All Clients with Limited Liability Companies, Corporations, or Limited Partnerships Are Likely Impacted

Reporting requirements under the Corporate Transparency Act (CTA) will go into effect beginning January 1, 2024. Under the CTA, many business entities formed or registered in the US will be required to provide the personal information of its beneficial owners to the Financial Crimes Enforcement Network (FinCEN), a division of the US Treasury Department. The purpose of the CTA is to combat money laundering, terrorist financing, and other financial crimes by creating and maintaining a central database of the beneficial owners of legal entities. The general public will not have access to the database.

“Reporting Entities” Subject to the CTA

The CTA will apply to entities, including corporations, limited liability companies and limited partnerships, that are formed or registered to do business in the United States by filing with a state-level office (“Reporting Entities”). Estate planning trusts are not Reporting Entities.

The CTA contains 23 exemptions, including an important exemption for “large operating companies” having (i) more than 20 full-time U.S.-based employees, (ii) a physical presence in the US, and (iii) more than $5 million in US-sourced receipts or sales. Other exemptions are included for certain subsidiaries, charitable organizations, and companies such as banks and insurance companies that are regulated by other federal agencies.

Other than trusts, most entities created for estate planning purposes will not be exempt from reporting, even if an entity is not engaged in a trade or business. For example, an individually or trust-owned LLC that owns as its sole asset, a personal residence or an investment portfolio, will be a Reporting Entity required to file.

Effective Date

The CTA currently has three key effective dates relating to initial reporting:

  • New Reporting Entities formed or registered to do business in 2024 must report company, company applicant, and beneficial ownership information to FinCEN within 90 days of formation or registration.
  • New Reporting Entities formed or registered beginning in 2025 must report within 30 days of formation or registration.
  • Existing Reporting Entities that were formed or registered before January 1, 2024 have until January 1, 2025 to report.

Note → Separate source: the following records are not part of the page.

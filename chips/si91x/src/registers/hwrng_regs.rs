// Licensed under the Apache License, Version 2.0 or the MIT License.
// SPDX-License-Identifier: Apache-2.0 OR MIT
// Copyright Tock Contributors 2022.

// Hardware random number generator.

use core::mem::offset_of;

use tock_registers::registers::{ReadOnly, ReadWrite};
use tock_registers::{register_bitfields, register_structs};

use crate::memory_map::Layout;

register_structs! {
    pub HwrngRegisters {
        (0x000 => pub hwrng_ctrl_reg: ReadWrite<u32, HWRNG_CTRL_REG::Register>),
        (0x004 => pub hwrng_rand_num_reg: ReadOnly<u32>),
        (0x008 => pub hwrng_lfsr_input_latch_reg: ReadWrite<u32, HWRNG_LFSR_INPUT_LATCH_REG::Register>),
        (0x00c => @END),
    }
}

register_bitfields![u32,
    pub HWRNG_CTRL_REG [
        /// Start the true random (ring oscillator) source
        HWRNG_RNG_ST OFFSET(0) NUMBITS(1) [],
        /// Start the pseudo random (LFSR) source
        HWRNG_PRBS_ST OFFSET(1) NUMBITS(1) [],
        SOFT_RESET OFFSET(2) NUMBITS(1) []
    ],
    pub HWRNG_LFSR_INPUT_LATCH_REG [
        HWRNG_LFSR_INPUT_LATCH_REG OFFSET(0) NUMBITS(1) []
    ]
];

const _: () = assert!(offset_of!(HwrngRegisters, hwrng_rand_num_reg) == 0x4);

pub static LAYOUT: Layout = layout!(HwrngRegisters {
    hwrng_ctrl_reg => "HWRNG_CTRL_REG": u32, RW, HWRNG_CTRL_REG {
        HWRNG_RNG_ST: RW, HWRNG_PRBS_ST: RW, SOFT_RESET: RW
    };
    hwrng_rand_num_reg => "HWRNG_RAND_NUM_REG": u32, RO;
    hwrng_lfsr_input_latch_reg => "HWRNG_LFSR_INPUT_LATCH_REG": u32, RW, HWRNG_LFSR_INPUT_LATCH_REG {
        HWRNG_LFSR_INPUT_LATCH_REG: RW
    };
});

Information to be Reported – Initial Reports

For Reporting Entities subject to CTA reporting, initial reports will include:

  • Information relating to the Reporting Entity, such as its name, address, and EIN.
  • Information relating to the Reporting Entity’s beneficial owners who are individuals and who directly or indirectly own or control 25% or more of a Reporting Entity.
  • Information relating to individuals who exercise substantial control over the Reporting Entity (even if such individuals do not meet the beneficial ownership definition above).
  • Information relating to individuals who assist in the formation of the Reporting Entity (but only for Reporting Entities formed or registered on or after January 1, 2024).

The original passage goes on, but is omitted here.